WHAT IS REQUIRED: Select from the data all lines with the word "const".

SUPPLIED ENTRIES:

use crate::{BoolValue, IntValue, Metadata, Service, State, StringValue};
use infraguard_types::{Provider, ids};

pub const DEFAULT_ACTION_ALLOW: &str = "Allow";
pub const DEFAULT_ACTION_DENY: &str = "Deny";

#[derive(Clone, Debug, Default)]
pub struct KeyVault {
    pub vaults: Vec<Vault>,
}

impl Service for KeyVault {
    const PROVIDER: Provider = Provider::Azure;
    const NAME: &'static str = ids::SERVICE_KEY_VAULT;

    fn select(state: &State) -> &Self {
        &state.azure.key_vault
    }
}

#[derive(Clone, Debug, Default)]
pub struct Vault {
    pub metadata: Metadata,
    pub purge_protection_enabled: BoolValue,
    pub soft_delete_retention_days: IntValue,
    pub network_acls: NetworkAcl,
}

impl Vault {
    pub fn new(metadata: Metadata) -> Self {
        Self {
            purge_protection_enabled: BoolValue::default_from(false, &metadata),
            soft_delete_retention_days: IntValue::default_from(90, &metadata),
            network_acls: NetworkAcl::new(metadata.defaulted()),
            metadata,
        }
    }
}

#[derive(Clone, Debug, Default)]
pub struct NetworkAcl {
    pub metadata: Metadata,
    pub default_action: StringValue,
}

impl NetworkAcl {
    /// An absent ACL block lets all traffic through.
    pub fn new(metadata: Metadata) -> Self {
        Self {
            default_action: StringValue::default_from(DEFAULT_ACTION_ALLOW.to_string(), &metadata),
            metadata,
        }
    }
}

TASK RESULT:
pub const DEFAULT_ACTION_ALLOW: &str = "Allow";
pub const DEFAULT_ACTION_DENY: &str = "Deny";
    const PROVIDER: Provider = Provider::Azure;
    const NAME: &'static str = ids::SERVICE_KEY_VAULT;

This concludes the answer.